Problem to solve:
Report only the number of lines that contain the string "AppConfig" in the records below.

Supplied information:

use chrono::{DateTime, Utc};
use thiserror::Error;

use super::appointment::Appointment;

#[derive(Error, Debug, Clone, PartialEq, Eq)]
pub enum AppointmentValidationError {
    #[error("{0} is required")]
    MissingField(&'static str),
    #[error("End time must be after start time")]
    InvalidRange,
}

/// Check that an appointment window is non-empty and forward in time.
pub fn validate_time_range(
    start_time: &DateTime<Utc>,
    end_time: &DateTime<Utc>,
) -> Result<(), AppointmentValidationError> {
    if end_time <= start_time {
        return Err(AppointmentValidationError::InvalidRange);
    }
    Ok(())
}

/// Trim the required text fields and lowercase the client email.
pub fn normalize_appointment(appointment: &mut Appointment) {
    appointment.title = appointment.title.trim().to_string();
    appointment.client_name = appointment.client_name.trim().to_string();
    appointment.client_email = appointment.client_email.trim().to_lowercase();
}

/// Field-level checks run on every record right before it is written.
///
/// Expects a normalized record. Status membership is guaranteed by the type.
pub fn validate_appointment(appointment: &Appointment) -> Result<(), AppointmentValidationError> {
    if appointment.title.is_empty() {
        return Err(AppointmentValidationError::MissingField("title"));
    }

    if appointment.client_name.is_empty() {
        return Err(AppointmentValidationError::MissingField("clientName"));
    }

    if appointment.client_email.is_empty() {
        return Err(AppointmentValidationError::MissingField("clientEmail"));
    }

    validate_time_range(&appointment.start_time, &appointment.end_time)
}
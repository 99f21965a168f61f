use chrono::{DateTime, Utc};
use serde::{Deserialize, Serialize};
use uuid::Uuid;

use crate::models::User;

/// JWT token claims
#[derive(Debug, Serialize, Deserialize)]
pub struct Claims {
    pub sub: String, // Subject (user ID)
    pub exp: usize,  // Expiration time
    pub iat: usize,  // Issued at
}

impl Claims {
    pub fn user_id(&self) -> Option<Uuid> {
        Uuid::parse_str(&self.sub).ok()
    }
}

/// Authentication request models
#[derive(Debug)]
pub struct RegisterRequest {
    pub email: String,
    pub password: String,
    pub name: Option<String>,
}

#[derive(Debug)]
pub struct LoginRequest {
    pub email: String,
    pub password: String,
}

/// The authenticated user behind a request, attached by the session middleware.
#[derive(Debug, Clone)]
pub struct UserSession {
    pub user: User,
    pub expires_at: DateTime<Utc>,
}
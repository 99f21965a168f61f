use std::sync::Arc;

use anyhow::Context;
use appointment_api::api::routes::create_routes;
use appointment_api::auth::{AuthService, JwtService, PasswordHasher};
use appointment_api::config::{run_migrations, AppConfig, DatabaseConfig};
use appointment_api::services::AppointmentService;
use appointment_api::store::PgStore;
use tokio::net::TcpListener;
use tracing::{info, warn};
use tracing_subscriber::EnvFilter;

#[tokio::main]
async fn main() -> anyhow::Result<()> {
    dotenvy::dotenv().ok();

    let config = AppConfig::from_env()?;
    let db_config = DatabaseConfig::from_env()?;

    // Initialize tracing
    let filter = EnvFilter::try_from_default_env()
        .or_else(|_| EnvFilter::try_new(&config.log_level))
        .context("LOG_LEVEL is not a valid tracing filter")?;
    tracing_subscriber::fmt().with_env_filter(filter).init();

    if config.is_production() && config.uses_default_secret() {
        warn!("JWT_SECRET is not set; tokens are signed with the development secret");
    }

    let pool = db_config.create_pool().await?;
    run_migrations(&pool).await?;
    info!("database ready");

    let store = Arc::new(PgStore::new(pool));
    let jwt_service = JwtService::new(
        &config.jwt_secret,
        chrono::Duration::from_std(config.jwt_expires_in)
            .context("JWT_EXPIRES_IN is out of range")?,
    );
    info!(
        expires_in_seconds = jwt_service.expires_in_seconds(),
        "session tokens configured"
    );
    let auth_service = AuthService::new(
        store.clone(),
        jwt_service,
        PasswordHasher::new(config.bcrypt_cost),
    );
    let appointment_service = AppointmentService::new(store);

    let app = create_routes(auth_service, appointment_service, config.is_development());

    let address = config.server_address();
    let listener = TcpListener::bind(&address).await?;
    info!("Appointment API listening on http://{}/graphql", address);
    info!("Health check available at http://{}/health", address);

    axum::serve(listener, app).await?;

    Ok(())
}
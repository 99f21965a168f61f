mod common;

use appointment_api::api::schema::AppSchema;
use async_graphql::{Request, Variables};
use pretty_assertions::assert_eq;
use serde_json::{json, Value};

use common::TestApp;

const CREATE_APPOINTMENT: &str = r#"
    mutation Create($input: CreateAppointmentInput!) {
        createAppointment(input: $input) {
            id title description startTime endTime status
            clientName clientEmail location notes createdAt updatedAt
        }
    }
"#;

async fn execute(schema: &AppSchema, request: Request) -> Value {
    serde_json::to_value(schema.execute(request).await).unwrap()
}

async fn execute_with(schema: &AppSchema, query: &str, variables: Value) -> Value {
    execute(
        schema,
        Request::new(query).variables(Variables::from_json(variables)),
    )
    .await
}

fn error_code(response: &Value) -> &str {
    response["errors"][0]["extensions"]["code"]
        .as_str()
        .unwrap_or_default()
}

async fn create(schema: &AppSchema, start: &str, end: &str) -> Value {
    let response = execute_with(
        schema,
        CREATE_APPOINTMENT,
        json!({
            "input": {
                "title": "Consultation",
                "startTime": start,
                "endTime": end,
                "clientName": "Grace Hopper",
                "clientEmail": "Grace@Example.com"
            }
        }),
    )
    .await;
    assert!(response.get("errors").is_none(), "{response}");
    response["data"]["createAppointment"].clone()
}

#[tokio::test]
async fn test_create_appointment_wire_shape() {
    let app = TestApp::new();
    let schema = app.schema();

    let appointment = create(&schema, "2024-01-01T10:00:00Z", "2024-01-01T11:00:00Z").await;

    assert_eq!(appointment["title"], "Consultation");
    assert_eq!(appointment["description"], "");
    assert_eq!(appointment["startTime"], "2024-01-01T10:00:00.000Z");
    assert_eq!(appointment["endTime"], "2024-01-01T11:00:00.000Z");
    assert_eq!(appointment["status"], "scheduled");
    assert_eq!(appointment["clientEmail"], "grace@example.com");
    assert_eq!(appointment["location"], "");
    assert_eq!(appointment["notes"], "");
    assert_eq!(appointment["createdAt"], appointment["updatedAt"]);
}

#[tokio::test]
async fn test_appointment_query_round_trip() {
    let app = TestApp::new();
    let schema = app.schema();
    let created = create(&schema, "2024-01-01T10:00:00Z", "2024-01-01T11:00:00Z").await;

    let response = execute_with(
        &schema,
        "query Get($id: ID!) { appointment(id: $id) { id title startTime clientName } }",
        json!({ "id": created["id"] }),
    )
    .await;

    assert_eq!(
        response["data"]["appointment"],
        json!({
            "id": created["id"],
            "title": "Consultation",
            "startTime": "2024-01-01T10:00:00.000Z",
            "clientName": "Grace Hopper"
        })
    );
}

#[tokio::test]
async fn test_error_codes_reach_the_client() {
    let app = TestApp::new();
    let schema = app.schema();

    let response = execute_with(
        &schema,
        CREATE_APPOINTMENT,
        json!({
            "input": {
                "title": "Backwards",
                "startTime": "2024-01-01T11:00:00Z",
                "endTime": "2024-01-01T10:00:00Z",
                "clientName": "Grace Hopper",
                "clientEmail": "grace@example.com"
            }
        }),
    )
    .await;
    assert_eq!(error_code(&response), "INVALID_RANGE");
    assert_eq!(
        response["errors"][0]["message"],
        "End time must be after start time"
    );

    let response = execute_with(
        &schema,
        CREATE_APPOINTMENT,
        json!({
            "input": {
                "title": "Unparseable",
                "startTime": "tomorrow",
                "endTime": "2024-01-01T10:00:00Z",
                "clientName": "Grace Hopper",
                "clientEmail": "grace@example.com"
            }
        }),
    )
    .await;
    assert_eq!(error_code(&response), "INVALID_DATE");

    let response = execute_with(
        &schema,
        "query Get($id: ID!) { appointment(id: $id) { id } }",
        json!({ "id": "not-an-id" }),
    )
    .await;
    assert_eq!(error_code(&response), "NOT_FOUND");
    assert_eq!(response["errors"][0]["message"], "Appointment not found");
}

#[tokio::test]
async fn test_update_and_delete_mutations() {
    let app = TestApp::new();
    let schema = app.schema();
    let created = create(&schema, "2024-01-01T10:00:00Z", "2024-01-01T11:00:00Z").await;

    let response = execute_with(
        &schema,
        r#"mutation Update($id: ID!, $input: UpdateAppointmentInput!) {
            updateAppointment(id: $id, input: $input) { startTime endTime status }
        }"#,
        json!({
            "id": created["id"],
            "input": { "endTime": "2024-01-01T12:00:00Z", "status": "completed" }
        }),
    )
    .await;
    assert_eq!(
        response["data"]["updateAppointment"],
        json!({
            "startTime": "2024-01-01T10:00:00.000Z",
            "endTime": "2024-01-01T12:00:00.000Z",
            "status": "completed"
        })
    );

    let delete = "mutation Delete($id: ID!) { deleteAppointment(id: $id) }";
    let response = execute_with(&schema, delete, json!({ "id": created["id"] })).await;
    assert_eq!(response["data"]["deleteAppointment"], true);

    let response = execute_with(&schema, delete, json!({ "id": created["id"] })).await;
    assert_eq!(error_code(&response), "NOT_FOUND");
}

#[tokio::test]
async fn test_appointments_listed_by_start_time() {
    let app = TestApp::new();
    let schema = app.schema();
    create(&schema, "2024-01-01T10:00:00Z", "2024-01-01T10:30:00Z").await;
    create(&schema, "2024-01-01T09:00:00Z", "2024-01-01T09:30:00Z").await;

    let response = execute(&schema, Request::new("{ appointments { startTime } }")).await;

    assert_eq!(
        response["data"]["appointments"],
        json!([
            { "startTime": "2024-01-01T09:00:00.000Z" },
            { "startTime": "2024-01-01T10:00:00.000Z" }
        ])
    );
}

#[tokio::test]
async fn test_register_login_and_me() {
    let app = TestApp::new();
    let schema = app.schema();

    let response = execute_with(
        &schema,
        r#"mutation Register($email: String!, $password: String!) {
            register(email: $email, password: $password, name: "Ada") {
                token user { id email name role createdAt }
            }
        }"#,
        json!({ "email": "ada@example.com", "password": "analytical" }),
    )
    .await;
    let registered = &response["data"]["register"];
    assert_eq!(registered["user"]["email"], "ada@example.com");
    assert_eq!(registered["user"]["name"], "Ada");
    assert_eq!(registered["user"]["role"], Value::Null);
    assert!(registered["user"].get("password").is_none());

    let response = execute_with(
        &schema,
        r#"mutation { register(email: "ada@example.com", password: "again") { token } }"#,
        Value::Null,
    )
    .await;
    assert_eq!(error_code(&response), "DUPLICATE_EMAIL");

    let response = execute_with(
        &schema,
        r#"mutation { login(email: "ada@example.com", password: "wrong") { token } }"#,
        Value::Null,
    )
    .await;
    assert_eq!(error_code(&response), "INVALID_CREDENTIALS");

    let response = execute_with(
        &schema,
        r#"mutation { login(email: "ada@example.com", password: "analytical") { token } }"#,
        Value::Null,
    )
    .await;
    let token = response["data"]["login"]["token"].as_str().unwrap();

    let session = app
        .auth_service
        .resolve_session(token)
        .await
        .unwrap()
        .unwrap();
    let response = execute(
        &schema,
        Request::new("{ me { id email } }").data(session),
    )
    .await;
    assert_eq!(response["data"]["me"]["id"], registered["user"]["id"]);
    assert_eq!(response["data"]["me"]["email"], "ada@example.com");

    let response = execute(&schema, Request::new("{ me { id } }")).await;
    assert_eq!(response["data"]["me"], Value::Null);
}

Your response:
2